Forse per sfuggire al perimetro imprigionante di un'immagine mediatico-mondana sin troppo definita e prevedibile, forse per rivendicare una libertà creativa che pochi sarebbero sino in fondo disposti a riconoscergli, fatto sta che gli Arctic Monkeys hanno deciso di depistare l'ombra lunga di se stessi, andandosi a nascondere nel silenzio mistico e monacale del deserto del Mojave e trovando rifugio nel leggendario studio Rancho De La Luna, per sottoporsi alle cure rigenerative del maestro di vita e pensiero Josh Homme (che condivide i crediti di produzione dell'album assieme al vecchio sodale delle Scimmie James Ford, già ingaggiato per la fatica precedente).

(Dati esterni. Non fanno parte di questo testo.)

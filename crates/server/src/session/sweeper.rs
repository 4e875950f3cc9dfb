// SPDX-License-Identifier: BUSL-1.1
// Copyright (c) 2026 Alfred Jean LLC

//! Background expiration sweep: periodically evicts sessions past their
//! TTL from the shared store.

use std::sync::Arc;
use std::time::Duration;

use tokio::time::MissedTickBehavior;
use tokio_util::sync::CancellationToken;

use crate::session::SessionStore;

/// Spawns a loop that calls [`SessionStore::sweep_expired`] on a fixed
/// interval until `shutdown` is cancelled.
pub fn spawn_sweeper(
    store: Arc<dyn SessionStore>,
    interval_secs: u64,
    shutdown: CancellationToken,
) -> tokio::task::JoinHandle<()> {
    tokio::spawn(async move {
        let mut timer = tokio::time::interval(Duration::from_secs(interval_secs.max(1)));
        timer.set_missed_tick_behavior(MissedTickBehavior::Skip);

        loop {
            tokio::select! {
                _ = shutdown.cancelled() => {
                    tracing::debug!("session sweeper shutting down");
                    break;
                }
                _ = timer.tick() => {
                    match store.sweep_expired().await {
                        Ok(0) => {}
                        Ok(n) => tracing::info!(swept = n, "expired sessions swept"),
                        Err(e) => tracing::warn!(err = %e, "session sweep failed"),
                    }
                }
            }
        }
    })
}

#[cfg(test)]
#[allow(clippy::unwrap_used)]
mod tests {
    use super::*;
    use crate::session::memory::MemorySessionStore;
    use crate::session::SessionStoreConfig;
    use std::collections::HashMap;

    #[tokio::test]
    async fn sweeper_evicts_expired_sessions_then_stops_on_cancel() {
        let store: Arc<dyn SessionStore> = Arc::new(MemorySessionStore::new(SessionStoreConfig {
            session_ttl_secs: -1,
            ..SessionStoreConfig::default()
        }));
        store.create(HashMap::new()).await.unwrap();

        let shutdown = CancellationToken::new();
        let handle = spawn_sweeper(Arc::clone(&store), 1, shutdown.clone());

        tokio::time::sleep(Duration::from_millis(1200)).await;
        assert_eq!(store.active_session_count().await.unwrap(), 0);

        shutdown.cancel();
        tokio::time::timeout(Duration::from_secs(1), handle).await.unwrap().unwrap();
    }
}
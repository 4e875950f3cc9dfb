// SPDX-License-Identifier: BUSL-1.1
// Copyright (c) 2026 Alfred Jean LLC

//! Bulk lifecycle helper layered on top of the [`Registry`].

use std::collections::HashMap;
use std::time::Duration;

use crate::error::ChatError;
use crate::transport::registry::Registry;

/// Per-operation deadlines (§5 of the design).
pub const START_TIMEOUT: Duration = Duration::from_secs(5);
pub const STOP_TIMEOUT: Duration = Duration::from_secs(10);
pub const HEALTH_CHECK_TIMEOUT: Duration = Duration::from_secs(2);

pub struct Manager<'a> {
    registry: &'a Registry,
}

impl<'a> Manager<'a> {
    pub fn new(registry: &'a Registry) -> Self {
        Self { registry }
    }

    pub async fn initialize(&self, name: &str, config: serde_json::Value) -> Result<(), ChatError> {
        let transport = self
            .registry
            .get(name)
            .ok_or_else(|| ChatError::transport("initialize", format!("unknown transport: {name}")))?;
        transport.initialize(config).await
    }

    pub async fn start(&self, name: &str) -> Result<(), ChatError> {
        let transport = self
            .registry
            .get(name)
            .ok_or_else(|| ChatError::transport("start", format!("unknown transport: {name}")))?;
        tokio::time::timeout(START_TIMEOUT, transport.start())
            .await
            .map_err(|_| ChatError::transport("start", format!("{name} start timed out")))?
    }

    pub async fn stop(&self, name: &str) -> Result<(), ChatError> {
        let transport = self
            .registry
            .get(name)
            .ok_or_else(|| ChatError::transport("stop", format!("unknown transport: {name}")))?;
        tokio::time::timeout(STOP_TIMEOUT, transport.stop())
            .await
            .map_err(|_| ChatError::transport("stop", format!("{name} stop timed out")))?
    }

    pub async fn health_check(&self, name: &str) -> Result<(), ChatError> {
        let transport = self
            .registry
            .get(name)
            .ok_or_else(|| ChatError::transport("health_check", format!("unknown transport: {name}")))?;
        tokio::time::timeout(HEALTH_CHECK_TIMEOUT, transport.health_check())
            .await
            .map_err(|_| ChatError::transport("health_check", format!("{name} health check timed out")))?
    }

    /// Initializes any transport not yet configured with `defaults[name]`
    /// (or `{}` if absent), then starts every registered transport.
    /// A single transport's failure is logged and does not prevent the
    /// rest from starting.
    pub async fn start_all(&self, defaults: &HashMap<String, serde_json::Value>) {
        for transport in self.registry.list() {
            let name = transport.name().to_owned();
            if transport.state() == crate::transport::TransportState::Uninitialized {
                let config = defaults.get(&name).cloned().unwrap_or(serde_json::json!({}));
                if let Err(e) = self.initialize(&name, config).await {
                    tracing::warn!(transport = %name, err = %e, "transport initialization failed, skipping");
                    continue;
                }
            }
            if let Err(e) = self.start(&name).await {
                tracing::warn!(transport = %name, err = %e, "transport start failed, skipping");
            }
        }
    }

    /// Stops every registered transport in sequence, returning the first
    /// error encountered but continuing to stop the rest.
    pub async fn stop_all(&self) -> Result<(), ChatError> {
        let mut first_err = None;
        for transport in self.registry.list() {
            if let Err(e) = self.stop(transport.name()).await {
                tracing::warn!(transport = transport.name(), err = %e, "transport stop failed");
                if first_err.is_none() {
                    first_err = Some(e);
                }
            }
        }
        match first_err {
            Some(e) => Err(e),
            None => Ok(()),
        }
    }
}
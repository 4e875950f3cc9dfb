// SPDX-License-Identifier: BUSL-1.1
// Copyright (c) 2026 Alfred Jean LLC

//! Rate-limit decorator (§4.5): per-client sliding-window limiting in
//! front of any [`Transport`].

use std::sync::Arc;

use async_trait::async_trait;
use axum::extract::{Request, State};
use axum::http::StatusCode;
use axum::middleware::{self, Next};
use axum::response::{IntoResponse, Response};

use crate::error::ChatError;
use crate::session::RateLimiter;
use crate::transport::{CapabilitySet, ChatContext, Transport, TransportState};

const SESSION_HEADER: &str = "x-session-id";
const SESSION_COOKIE: &str = "session_id";
const SESSION_QUERY_PARAM: &str = "session_id";
const INFRA_RATE_LIMIT_HEADER: &str = "x-ratelimit-limit";

#[derive(Clone)]
struct RateLimitState {
    limiter: Arc<dyn RateLimiter>,
    limit: u32,
    defer_to_infrastructure: bool,
}

pub(crate) fn extract_client_id(req: &Request) -> Option<String> {
    if let Some(header) = req.headers().get(SESSION_HEADER).and_then(|v| v.to_str().ok()) {
        return Some(header.to_owned());
    }
    if let Some(cookie_header) = req.headers().get(axum::http::header::COOKIE).and_then(|v| v.to_str().ok()) {
        for pair in cookie_header.split(';') {
            let pair = pair.trim();
            if let Some(value) = pair.strip_prefix(&format!("{SESSION_COOKIE}=")) {
                return Some(value.to_owned());
            }
        }
    }
    req.uri().query().and_then(|q| {
        url_query_value(q, SESSION_QUERY_PARAM)
    })
}

fn url_query_value(query: &str, key: &str) -> Option<String> {
    query.split('&').find_map(|pair| {
        let mut parts = pair.splitn(2, '=');
        let k = parts.next()?;
        let v = parts.next().unwrap_or("");
        if k == key {
            Some(v.to_owned())
        } else {
            None
        }
    })
}

async fn rate_limit_middleware(
    State(state): State<RateLimitState>,
    req: Request,
    next: Next,
) -> Response {
    if state.defer_to_infrastructure && req.headers().contains_key(INFRA_RATE_LIMIT_HEADER) {
        tracing::debug!("rate limit deferred to infrastructure");
        return next.run(req).await;
    }

    let client_id = extract_client_id(&req).unwrap_or_else(|| "anonymous".to_owned());
    let decision = state.limiter.allow(&client_id).await;

    if !decision.allowed {
        let mut resp = (StatusCode::TOO_MANY_REQUESTS, "Rate limit exceeded").into_response();
        insert_header(&mut resp, "Retry-After", &decision.reset_after_secs.to_string());
        insert_header(&mut resp, "X-RateLimit-Limit", &state.limit.to_string());
        return resp;
    }

    let mut resp = next.run(req).await;
    insert_header(&mut resp, "X-RateLimit-Limit", &state.limit.to_string());
    insert_header(&mut resp, "X-RateLimit-Remaining", &decision.remaining.to_string());
    resp
}

pub(crate) fn insert_header(resp: &mut Response, name: &'static str, value: &str) {
    if let Ok(value) = axum::http::HeaderValue::from_str(value) {
        resp.headers_mut().insert(name, value);
    }
}

pub struct RateLimitTransport {
    inner: Arc<dyn Transport>,
    limiter: Arc<dyn RateLimiter>,
    limit: u32,
    defer_to_infrastructure: bool,
}

impl RateLimitTransport {
    pub fn new(
        inner: Arc<dyn Transport>,
        limiter: Arc<dyn RateLimiter>,
        limit: u32,
        defer_to_infrastructure: bool,
    ) -> Self {
        Self { inner, limiter, limit, defer_to_infrastructure }
    }
}

#[async_trait]
impl Transport for RateLimitTransport {
    fn name(&self) -> &str {
        self.inner.name()
    }
    fn description(&self) -> &str {
        self.inner.description()
    }
    fn priority(&self) -> i32 {
        self.inner.priority()
    }
    fn capabilities(&self) -> CapabilitySet {
        self.inner.capabilities()
    }
    fn example(&self) -> &str {
        self.inner.example()
    }
    fn available(&self) -> bool {
        self.inner.available()
    }
    fn state(&self) -> TransportState {
        self.inner.state()
    }

    async fn initialize(&self, config: serde_json::Value) -> Result<(), ChatError> {
        self.inner.initialize(config).await
    }
    async fn start(&self) -> Result<(), ChatError> {
        self.inner.start().await
    }
    async fn stop(&self) -> Result<(), ChatError> {
        self.inner.stop().await
    }
    async fn health_check(&self) -> Result<(), ChatError> {
        self.inner.health_check().await
    }

    fn create_handler(&self, ctx: Arc<dyn ChatContext>) -> axum::Router {
        let state = RateLimitState {
            limiter: self.limiter.clone(),
            limit: self.limit,
            defer_to_infrastructure: self.defer_to_infrastructure,
        };
        self.inner.create_handler(ctx).layer(middleware::from_fn_with_state(state, rate_limit_middleware))
    }
}

#[cfg(test)]
mod tests {
    use super::*;

    #[test]
    fn query_value_extracts_matching_key() {
        assert_eq!(url_query_value("a=1&session_id=abc&b=2", "session_id").as_deref(), Some("abc"));
        assert_eq!(url_query_value("a=1", "session_id"), None);
    }
}
// SPDX-License-Identifier: BUSL-1.1
// Copyright (c) 2026 Alfred Jean LLC

//! AI generation backend: an opaque `GenerateResponse` collaborator with a
//! retrying HTTP client implementation (§5, §7 retry policy).

use std::time::Duration;

use async_trait::async_trait;
use rand::Rng;
use serde::{Deserialize, Serialize};

use crate::error::ChatError;

#[derive(Debug, Clone)]
pub struct GenerateRequest {
    pub prompt: String,
    pub temperature: f32,
    pub max_tokens: u32,
}

#[derive(Debug, Clone)]
pub struct GenerateResponse {
    pub content: String,
    pub tokens: u32,
}

/// The AI generation backend, treated as an opaque collaborator outside
/// this crate's core.
#[async_trait]
pub trait Backend: Send + Sync {
    async fn generate(&self, req: GenerateRequest) -> Result<GenerateResponse, ChatError>;
}

#[derive(Debug, Clone)]
pub struct RetryConfig {
    pub max_attempts: u32,
    pub base_delay: Duration,
    pub max_delay: Duration,
}

impl Default for RetryConfig {
    fn default() -> Self {
        Self { max_attempts: 3, base_delay: Duration::from_millis(200), max_delay: Duration::from_secs(5) }
    }
}

#[derive(Serialize)]
struct HttpGenerateRequest<'a> {
    prompt: &'a str,
    temperature: f32,
    max_tokens: u32,
}

#[derive(Deserialize)]
struct HttpGenerateResponse {
    content: String,
    #[serde(default)]
    tokens: u32,
}

/// HTTP-backed AI generation client. Retries 429/5xx and network errors
/// with exponential backoff and jitter; honors the retry policy only here
/// — transport and session operations never retry internally (§7).
pub struct HttpBackend {
    client: reqwest::Client,
    endpoint: String,
    retry: RetryConfig,
}

impl HttpBackend {
    pub fn new(endpoint: impl Into<String>, retry: RetryConfig) -> Result<Self, ChatError> {
        let client = reqwest::Client::builder()
            .timeout(Duration::from_secs(30))
            .build()
            .map_err(|e| ChatError::configuration("backend_client_build", e.to_string()))?;
        Ok(Self { client, endpoint: endpoint.into(), retry })
    }

    async fn generate_once(&self, req: &GenerateRequest) -> Result<GenerateResponse, ChatError> {
        let body = HttpGenerateRequest { prompt: &req.prompt, temperature: req.temperature, max_tokens: req.max_tokens };
        let resp = self
            .client
            .post(&self.endpoint)
            .json(&body)
            .send()
            .await
            .map_err(|e| ChatError::transport("generate", e.to_string()))?;

        let status = resp.status();
        if status.is_success() {
            let parsed: HttpGenerateResponse =
                resp.json().await.map_err(|e| ChatError::internal("generate", e.to_string()))?;
            return Ok(GenerateResponse { content: parsed.content, tokens: parsed.tokens });
        }

        let retryable = status.as_u16() == 429 || status.is_server_error();
        let message = format!("backend returned {status}");
        let mut err = ChatError::transport("generate", message);
        if retryable {
            err = err.with_code(crate::error::ErrorCode::RateLimited);
        }
        Err(err)
    }

    fn backoff_delay(&self, attempt: u32) -> Duration {
        let exp = self.retry.base_delay.saturating_mul(1u32.checked_shl(attempt).unwrap_or(u32::MAX));
        let capped = exp.min(self.retry.max_delay);
        let jitter_ms = rand::thread_rng().gen_range(0..=(capped.as_millis() as u64 / 4).max(1));
        capped + Duration::from_millis(jitter_ms)
    }
}

#[async_trait]
impl Backend for HttpBackend {
    async fn generate(&self, req: GenerateRequest) -> Result<GenerateResponse, ChatError> {
        let mut last_err = None;
        for attempt in 0..self.retry.max_attempts {
            match self.generate_once(&req).await {
                Ok(resp) => return Ok(resp),
                Err(e) if e.retryable() && attempt + 1 < self.retry.max_attempts => {
                    let delay = self.backoff_delay(attempt);
                    tracing::warn!(attempt, delay_ms = delay.as_millis() as u64, err = %e, "backend call failed, retrying");
                    tokio::time::sleep(delay).await;
                    last_err = Some(e);
                }
                Err(e) => return Err(e),
            }
        }
        Err(last_err.unwrap_or_else(|| ChatError::internal("generate", "exhausted retries with no recorded error")))
    }
}

#[cfg(test)]
mod tests {
    use super::*;

    #[test]
    fn backoff_delay_is_capped_at_max_delay_plus_jitter() {
        let backend = HttpBackend {
            client: reqwest::Client::new(),
            endpoint: "http://example.invalid".into(),
            retry: RetryConfig { max_attempts: 5, base_delay: Duration::from_millis(100), max_delay: Duration::from_millis(300) },
        };
        for attempt in 0..10 {
            let delay = backend.backoff_delay(attempt);
            assert!(delay <= Duration::from_millis(300) + Duration::from_millis(75));
        }
    }
}
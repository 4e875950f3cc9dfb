// SPDX-License-Identifier: BUSL-1.1
// Copyright (c) 2026 Alfred Jean LLC

//! Typed error model for the chat-mux core.
//!
//! Every fallible operation across the crate returns [`ChatError`]. Errors
//! carry an operation tag, a [`ErrorKind`], and an optional wrapped cause so
//! that logs retain context without leaking internals to HTTP clients.

use std::fmt;

use axum::http::StatusCode;
use axum::response::{IntoResponse, Response};
use axum::Json;
use serde::{Deserialize, Serialize};

/// Coarse classification of a [`ChatError`].
#[derive(Debug, Clone, Copy, PartialEq, Eq, Serialize, Deserialize)]
#[serde(rename_all = "snake_case")]
pub enum ErrorKind {
    Transport,
    Session,
    Message,
    Configuration,
    Stream,
    Internal,
}

/// A fixed, client-visible error code. Errors without a natural mapping
/// serialize without a `code` field.
#[derive(Debug, Clone, Copy, PartialEq, Eq, Serialize, Deserialize)]
pub enum ErrorCode {
    TransportNotFound,
    SessionNotFound,
    SessionExpired,
    RateLimited,
    MessageTooLarge,
    InvalidConfig,
}

impl ErrorCode {
    pub fn as_str(&self) -> &'static str {
        match self {
            Self::TransportNotFound => "TRANSPORT_NOT_FOUND",
            Self::SessionNotFound => "SESSION_NOT_FOUND",
            Self::SessionExpired => "SESSION_EXPIRED",
            Self::RateLimited => "RATE_LIMITED",
            Self::MessageTooLarge => "MESSAGE_TOO_LARGE",
            Self::InvalidConfig => "INVALID_CONFIG",
        }
    }

    /// Default HTTP status for a bare error code (callers may override).
    pub fn http_status(&self) -> StatusCode {
        match self {
            Self::TransportNotFound => StatusCode::NOT_FOUND,
            Self::SessionNotFound => StatusCode::NOT_FOUND,
            Self::SessionExpired => StatusCode::GONE,
            Self::RateLimited => StatusCode::TOO_MANY_REQUESTS,
            Self::MessageTooLarge => StatusCode::PAYLOAD_TOO_LARGE,
            Self::InvalidConfig => StatusCode::BAD_REQUEST,
        }
    }
}

/// The crate's single error type.
#[derive(Debug)]
pub struct ChatError {
    pub operation: &'static str,
    pub kind: ErrorKind,
    pub code: Option<ErrorCode>,
    pub message: String,
    pub source: Option<Box<dyn std::error::Error + Send + Sync>>,
}

impl ChatError {
    pub fn new(operation: &'static str, kind: ErrorKind, message: impl Into<String>) -> Self {
        Self { operation, kind, code: None, message: message.into(), source: None }
    }

    pub fn with_code(mut self, code: ErrorCode) -> Self {
        self.code = Some(code);
        self
    }

    pub fn with_source(
        mut self,
        source: impl std::error::Error + Send + Sync + 'static,
    ) -> Self {
        self.source = Some(Box::new(source));
        self
    }

    pub fn transport(operation: &'static str, message: impl Into<String>) -> Self {
        Self::new(operation, ErrorKind::Transport, message)
    }

    pub fn session(operation: &'static str, message: impl Into<String>) -> Self {
        Self::new(operation, ErrorKind::Session, message)
    }

    pub fn session_not_found(operation: &'static str, id: &str) -> Self {
        Self::new(operation, ErrorKind::Session, format!("session not found: {id}"))
            .with_code(ErrorCode::SessionNotFound)
    }

    pub fn session_expired(operation: &'static str, id: &str) -> Self {
        Self::new(operation, ErrorKind::Session, format!("session expired: {id}"))
            .with_code(ErrorCode::SessionExpired)
    }

    pub fn message_too_large(operation: &'static str, len: usize, max: usize) -> Self {
        Self::new(operation, ErrorKind::Message, format!("message too large: {len} > {max}"))
            .with_code(ErrorCode::MessageTooLarge)
    }

    pub fn rate_limited(operation: &'static str, retry_after_secs: u64) -> Self {
        Self::new(operation, ErrorKind::Message, format!("rate limited, retry after {retry_after_secs}s"))
            .with_code(ErrorCode::RateLimited)
    }

    pub fn configuration(operation: &'static str, message: impl Into<String>) -> Self {
        Self::new(operation, ErrorKind::Configuration, message).with_code(ErrorCode::InvalidConfig)
    }

    pub fn stream(operation: &'static str, message: impl Into<String>) -> Self {
        Self::new(operation, ErrorKind::Stream, message)
    }

    pub fn internal(operation: &'static str, message: impl Into<String>) -> Self {
        Self::new(operation, ErrorKind::Internal, message)
    }

    /// Transport-kind, stream-kind, and a handful of named conditions are
    /// worth an automatic retry by callers (e.g. the AI backend client).
    pub fn retryable(&self) -> bool {
        match self.kind {
            ErrorKind::Transport | ErrorKind::Stream => true,
            _ => matches!(self.code, Some(ErrorCode::RateLimited)),
        }
    }

    /// Configuration errors and resource-limit violations are not worth
    /// retrying under any backoff policy.
    pub fn fatal(&self) -> bool {
        matches!(
            self.kind,
            ErrorKind::Configuration
        ) || matches!(self.code, Some(ErrorCode::MessageTooLarge))
    }

    /// The HTTP status a boundary (orchestrator, decorator) should respond
    /// with for this error.
    pub fn http_status(&self) -> StatusCode {
        if let Some(code) = self.code {
            return code.http_status();
        }
        match self.kind {
            ErrorKind::Session | ErrorKind::Message => StatusCode::BAD_REQUEST,
            ErrorKind::Configuration => StatusCode::INTERNAL_SERVER_ERROR,
            ErrorKind::Transport | ErrorKind::Stream | ErrorKind::Internal => {
                StatusCode::INTERNAL_SERVER_ERROR
            }
        }
    }

    pub fn to_response_body(&self) -> ErrorResponseBody {
        ErrorResponseBody {
            error: self.message.clone(),
            code: self.code.map(|c| c.as_str().to_owned()),
            details: None,
        }
    }
}

impl fmt::Display for ChatError {
    fn fmt(&self, f: &mut fmt::Formatter<'_>) -> fmt::Result {
        write!(f, "{}: {}", self.operation, self.message)?;
        if let Some(ref source) = self.source {
            write!(f, " (caused by: {source})")?;
        }
        Ok(())
    }
}

impl std::error::Error for ChatError {
    fn source(&self) -> Option<&(dyn std::error::Error + 'static)> {
        self.source.as_ref().map(|e| e.as_ref() as &(dyn std::error::Error + 'static))
    }
}

impl IntoResponse for ChatError {
    fn into_response(self) -> Response {
        let status = self.http_status();
        (status, Json(self.to_response_body())).into_response()
    }
}

/// Client-visible error envelope: `{"error": ..., "code"?: ..., "details"?: ...}`.
#[derive(Debug, Clone, Serialize, Deserialize)]
pub struct ErrorResponseBody {
    pub error: String,
    #[serde(skip_serializing_if = "Option::is_none")]
    pub code: Option<String>,
    #[serde(skip_serializing_if = "Option::is_none")]
    pub details: Option<serde_json::Value>,
}

#[cfg(test)]
mod tests {
    use super::*;

    #[test]
    fn retryable_classification() {
        assert!(ChatError::transport("test", "boom").retryable());
        assert!(ChatError::stream("test", "boom").retryable());
        assert!(!ChatError::configuration("test", "boom").retryable());
        assert!(ChatError::rate_limited("test", 5).retryable());
    }

    #[test]
    fn fatal_classification() {
        assert!(ChatError::configuration("test", "bad").fatal());
        assert!(ChatError::message_too_large("test", 10, 5).fatal());
        assert!(!ChatError::transport("test", "boom").fatal());
    }

    #[test]
    fn response_body_omits_code_when_absent() {
        let err = ChatError::internal("test", "oops");
        let body = err.to_response_body();
        assert!(body.code.is_none());
        assert_eq!(body.error, "oops");
    }

    #[test]
    fn response_body_carries_fixed_code() {
        let err = ChatError::session_not_found("test", "abc");
        let body = err.to_response_body();
        assert_eq!(body.code.as_deref(), Some("SESSION_NOT_FOUND"));
    }
}
// SPDX-License-Identifier: BUSL-1.1
// Copyright (c) 2026 Alfred Jean LLC

//! Thread-safe transport registry: register/unregister, stable listing,
//! and capability-aware selection.

use std::collections::HashMap;
use std::sync::{Arc, RwLock};

use tokio::sync::broadcast;

use crate::error::ChatError;
use crate::transport::{CapabilitySet, Transport};

/// Emitted on registry mutation; subscribers receive these asynchronously.
#[derive(Debug, Clone)]
pub enum LifecycleEvent {
    Registered(String),
    Unregistered(String),
}

pub struct Registry {
    transports: RwLock<HashMap<String, Arc<dyn Transport>>>,
    events: broadcast::Sender<LifecycleEvent>,
}

impl Registry {
    pub fn new() -> Self {
        let (events, _) = broadcast::channel(64);
        Self { transports: RwLock::new(HashMap::new()), events }
    }

    pub fn subscribe(&self) -> broadcast::Receiver<LifecycleEvent> {
        self.events.subscribe()
    }

    /// Rejects an empty or already-registered name.
    pub fn register(&self, transport: Arc<dyn Transport>) -> Result<(), ChatError> {
        let name = transport.name().to_owned();
        if name.is_empty() {
            return Err(ChatError::configuration("register", "transport name must not be empty"));
        }
        let mut transports = self
            .transports
            .write()
            .unwrap_or_else(|e| e.into_inner());
        if transports.contains_key(&name) {
            return Err(ChatError::configuration(
                "register",
                format!("transport already registered: {name}"),
            ));
        }
        transports.insert(name.clone(), transport);
        drop(transports);
        let _ = self.events.send(LifecycleEvent::Registered(name));
        Ok(())
    }

    /// Registers or aborts the process. Intended for use at application
    /// composition time, where a duplicate or malformed transport is a
    /// programming error rather than a runtime condition to recover from.
    pub fn must_register(&self, transport: Arc<dyn Transport>) {
        if let Err(e) = self.register(transport) {
            panic!("unrecoverable transport registration failure: {e}");
        }
    }

    pub fn unregister(&self, name: &str) -> bool {
        let removed = self
            .transports
            .write()
            .unwrap_or_else(|e| e.into_inner())
            .remove(name)
            .is_some();
        if removed {
            let _ = self.events.send(LifecycleEvent::Unregistered(name.to_owned()));
        }
        removed
    }

    pub fn get(&self, name: &str) -> Option<Arc<dyn Transport>> {
        self.transports.read().unwrap_or_else(|e| e.into_inner()).get(name).cloned()
    }

    /// Stable snapshot: priority descending, then name ascending.
    pub fn list(&self) -> Vec<Arc<dyn Transport>> {
        let transports = self.transports.read().unwrap_or_else(|e| e.into_inner());
        let mut items: Vec<Arc<dyn Transport>> = transports.values().cloned().collect();
        items.sort_by(|a, b| b.priority().cmp(&a.priority()).then_with(|| a.name().cmp(b.name())));
        items
    }

    pub fn list_available(&self) -> Vec<Arc<dyn Transport>> {
        self.list().into_iter().filter(|t| t.available()).collect()
    }

    /// First available transport in priority order.
    pub fn select_best(&self) -> Option<Arc<dyn Transport>> {
        self.list_available().into_iter().next()
    }

    /// First available transport whose capability set is a superset of
    /// `required`.
    pub fn select_with_capabilities(
        &self,
        required: CapabilitySet,
    ) -> Result<Arc<dyn Transport>, ChatError> {
        self.list_available()
            .into_iter()
            .find(|t| t.capabilities().is_superset_of(&required))
            .ok_or_else(|| {
                ChatError::transport("select_with_capabilities", "no transport satisfies required capabilities")
                    .with_code(crate::error::ErrorCode::TransportNotFound)
            })
    }
}

impl Default for Registry {
    fn default() -> Self {
        Self::new()
    }
}

#[cfg(test)]
#[allow(clippy::unwrap_used)]
mod tests {
    use super::*;
    use crate::transport::{Capability, ChatContext, TransportState};
    use async_trait::async_trait;

    struct Stub {
        name: &'static str,
        priority: i32,
        caps: CapabilitySet,
    }

    #[async_trait]
    impl Transport for Stub {
        fn name(&self) -> &str {
            self.name
        }
        fn priority(&self) -> i32 {
            self.priority
        }
        fn capabilities(&self) -> CapabilitySet {
            self.caps
        }
        fn state(&self) -> TransportState {
            TransportState::Started
        }
        async fn initialize(&self, _config: serde_json::Value) -> Result<(), ChatError> {
            Ok(())
        }
        async fn start(&self) -> Result<(), ChatError> {
            Ok(())
        }
        async fn stop(&self) -> Result<(), ChatError> {
            Ok(())
        }
        async fn health_check(&self) -> Result<(), ChatError> {
            Ok(())
        }
        fn create_handler(&self, _ctx: Arc<dyn ChatContext>) -> axum::Router {
            axum::Router::new()
        }
    }

    #[test]
    fn register_rejects_duplicate_names() {
        let registry = Registry::new();
        registry
            .register(Arc::new(Stub { name: "sse", priority: 0, caps: CapabilitySet::empty() }))
            .unwrap();
        let err = registry
            .register(Arc::new(Stub { name: "sse", priority: 0, caps: CapabilitySet::empty() }))
            .unwrap_err();
        assert_eq!(err.kind, crate::error::ErrorKind::Configuration);
    }

    #[test]
    fn list_orders_by_priority_desc_then_name_asc() {
        let registry = Registry::new();
        registry
            .register(Arc::new(Stub { name: "b", priority: 5, caps: CapabilitySet::empty() }))
            .unwrap();
        registry
            .register(Arc::new(Stub { name: "a", priority: 5, caps: CapabilitySet::empty() }))
            .unwrap();
        registry
            .register(Arc::new(Stub { name: "c", priority: 10, caps: CapabilitySet::empty() }))
            .unwrap();

        let names: Vec<&str> = registry.list().iter().map(|t| t.name()).collect::<Vec<_>>();
        assert_eq!(names, vec!["c", "a", "b"]);
    }

    #[test]
    fn select_with_capabilities_fails_when_none_qualify() {
        let registry = Registry::new();
        registry
            .register(Arc::new(Stub { name: "sse", priority: 0, caps: CapabilitySet::empty() }))
            .unwrap();
        let err = registry
            .select_with_capabilities(CapabilitySet::empty().with(Capability::Bidirectional))
            .unwrap_err();
        assert_eq!(err.code, Some(crate::error::ErrorCode::TransportNotFound));
    }
}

Che un tentativo di autosabotaggio fosse assolutamente necessario alla band per continuare a sopravvivere, al di fuori dell'angusta gabbia dorata di un successo planetario sempre più soffocante e invasivo, era cosa chiarissima già da qualche tempo, e il progetto parallelo dei Last Shadow Puppets, all'insegna di un nuovo rigore classicista lungo l'asse Scott Walker/ Zombies/ Love, pareva già indicare una possibile via di fuga dalla palude degli stereotipi più inveterati.
Ma il gruppo ha deciso di acuire e in qualche modo accelerare questo naturale processo evolutivo e, con l'aiuto di una vecchia volpe smaliziata come Homme, ha finito con il produrre un album costruito su una quasi completa (e programmatica, vien di pensare) assenza di canzoni, una sorta di oppiaceo e balbettante suicidio del groove, una palude onirica di frammenti sonori fluttuanti e visioni narcolettiche, cantabili a stento, e assolutamente non ballabili.
Ascoltando pezzi come "Dangerous Animals" o "Dance Little Liar", con il loro passo intontito e biascicante in bilico tra vaghi furori sabbathiani e i fantasmi disincarnati di una scheletrica band post-grunge in crisi di astinenza, si avverte a tratti l'abbandono nichilistico e l'abulica indolenza di un gruppo che fissa per ore intere senza proferire parola alcuna una parete perfettamente vuota prima di imbracciare le chitarre e mettersi a comporre.
In canzoni come "Secret Door", "Fire And The Thud", "Cornerstone" o "The Jeweller's Hands" (queste ultime due possono essere considerate le migliori del lotto) il suono (o l'idea che esso si porta dentro), densamente atmosferico e rarefatto, in certi passaggi quasi ritualistico, s'impone sulla struttura stessa delle canzoni vere e proprie, slegandole in un acidissimo alone psichedelico di immagini fugaci e liquescenti.
Paradossalmente il gruppo finisce con il non convincere del tutto proprio laddove torna a riproporre quelle sbiadite formule compositive che in un passato ancora fresco ne avevano decretato l'incredibile successo, vale a dire i soliti riffettoni frastornanti infarciti di ritmiche dal passo marziale e turbinante, come accade in "Potion Approaching", in cui riemerge il rude bullismo nordico-provinciale di inizio carriera, o nella scialba "Pretty Visitors".
Sebbene l'operazione sia riuscita solo parzialmente, forse per evitare uno strappo troppo brusco (che però sarebbe stato interessante testare sino in fondo), rimane ad ogni modo apprezzabile il proposito della band di aprirsi un varco attraverso sonorità per certi aspetti antitetiche rispetto a quanto sinora prodotto. "Humbug" appare così come un disco "di transizione", momento di raccordo ipotetico tra un passato che forse non appartiene più alla band sheffieldiana e un futuro ancora nebuloso al quale Alex Turner e soci dovranno decidere quale volto attribuire.